Artista é celebrado ainda com catálogo raisonné e desfile carnavalesco
Escritas do Bispo incluem datas, nomes e poesias, a fim de “registrar todas as coisas do mundo” Foto: Brenno Carvalho
Escritas do Bispo incluem datas, nomes e poesias, a fim de “registrar todas as coisas do mundo” Foto: Brenno Carvalho

RIO — Panos, colheres, copos, botões, palavras, manifestos, o ser humano e Deus se misturam nas obras que Arthur Bispo do Rosário criou ao longo da vida. Enquanto se preparava para subir aos céus, conforme acreditava, ele seguia o que dizia ser a sua missão, "colecionar tudo do mundo". Seu legado jamais ficou esquecido, mas, neste momento, está em maior evidência, graças a uma série de eventos postos em marcha simultaneamente. Enquanto a Acadêmicos do Cubango prepara seu carnaval 2018 inspirada pelo Bispo, um catálogo raisonné sobre sua obra está para ser lançado, e exposições no Museu Bispo do Rosário, na Colônia Juliano Moreira, em Jacarepaguá, e na Casa Museu Eva Klabin, na Lagoa, celebram seu legado.

Após receber diagnóstico de esquizofrenia, Arthur Bispo do Rosário foi internado na Juliano Moreira, onde permaneceu de 1964 até sua morte, em 1989, e desenvolveu sua arte. O museu do local foi fundado em 1982, batizado com o nome da psiquiatra Nise da Silveira e exibindo então trabalhos de arteterapia, mas adotou o nome do Bispo em 2000. Para celebrar seus 35 anos, a instituição tem realizado ao longo de 2017 uma série de atividades especiais, dentro do projeto Inventário do Mundo, conta sua diretora, Raquel Fernandez. Em cartaz atualmente, a mostra "Arqueologia Arthur Bispo do Rosário" exibe, na galeria principal, uma câmara de desinfestação onde estão acondicionadas obras do artista, o que permite ao público acompanhar parte do trabalho dos pesquisadores responsáveis pelo processo de restauração e catalogação do acervo que integrará o catálogo raisonné a ser lançado em 2018.

A publicação terá informações sobre todas as obras do Bispo que resistiram ao tempo, cerca de 800, incluindo que materiais foram usados em cada uma e que medidas elas têm. Frederico de Morais, primeiro crítico de arte a ter contato com o artista na Juliano Moreira, será responsável por reunir especialistas para fazer comentários sobre o acervo.

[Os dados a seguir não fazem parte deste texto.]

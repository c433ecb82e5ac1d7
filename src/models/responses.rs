//! Response DTOs for the ingestion API
//!
//! Defines the structure of outgoing HTTP response bodies.

use serde::Serialize;

use crate::cache::CacheStats;
use crate::pool::PoolStats;

/// Response body for the status endpoint (GET /status)
#[derive(Debug, Clone, Serialize)]
pub struct StatusResponse {
    /// Always "running" while the server answers
    pub status: String,
    /// Updates waiting for a worker
    pub queue_size: usize,
    /// Worker counters
    pub pool: PoolStats,
    /// Inline-query cache counters summed over all users
    pub inline_cache: CacheStats,
    /// Users with a cached profile photo lookup
    pub photo_cache_size: usize,
    /// Current timestamp in ISO 8601 format
    pub timestamp: String,
}

impl StatusResponse {
    pub fn running(pool: PoolStats, inline_cache: CacheStats, photo_cache_size: usize) -> Self {
        Self {
            status: "running".to_string(),
            queue_size: pool.queued,
            pool,
            inline_cache,
            photo_cache_size,
            timestamp: chrono::Utc::now().to_rfc3339(),
        }
    }
}

/// Response body for the health endpoint (GET /health)
#[derive(Debug, Clone, Serialize)]
pub struct HealthResponse {
    /// Health status (e.g., "healthy")
    pub status: String,
    /// Current timestamp in ISO 8601 format
    pub timestamp: String,
}

impl HealthResponse {
    /// Creates a new HealthResponse with current timestamp
    pub fn healthy() -> Self {
        Self {
            status: "healthy".to_string(),
            timestamp: chrono::Utc::now().to_rfc3339(),
        }
    }
}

— Com "Arqueologia", tentamos evidenciar tanto o aspecto do cuidado com a obra quanto o que está sendo feito com ela. Queremos convocar o público para ver o que está acontecendo, porque acreditamos que dar essa transparência é um retorno do trabalho do museu para a sociedade e também um presente que damos ao Bispo — diz Raquel.

Paralelamente, estão em cartaz no museu as mostras "Sobrevivência: sobre vivências", da qual fazem parte obras de pacientes do Atelier Gaia, e "Pinacoteca inventada", com quadros dos anos 1950 e 1960 que resgatam a memória de artistas contemporâneos do Bispo, com trabalhos produzidos em sessões de arteterapia.

Na mostra "Arqueologia Arthur Bispo do Rosário", o processo de catalogação e restauração do acervo pode ser visto pelo público Foto: Brenno Carvalho
Na mostra "Arqueologia Arthur Bispo do Rosário", o processo de catalogação e restauração do acervo pode ser visto pelo público Foto: Brenno Carvalho

Arthur Bispo do Rosário nasceu em 1909 e esteve na Marinha entre 1926 e 1933, já no Rio de Janeiro, onde também atuou como pugilista. Teve seus primeiros delírios em 1938, quando saiu de casa subitamente para visitar a Igreja da Candelária, o que levou à sua internação no Hospital Nacional dos Alienados, na Praia Vermelha. Diagnosticado como esquizofrênico, em 1939 foi transferido para a Juliano Moreira pela primeira vez, alojando-se no pavilhão 10 do Núcleo Ulisses Viana, numa solitária reservada a pacientes tidos como agressivos.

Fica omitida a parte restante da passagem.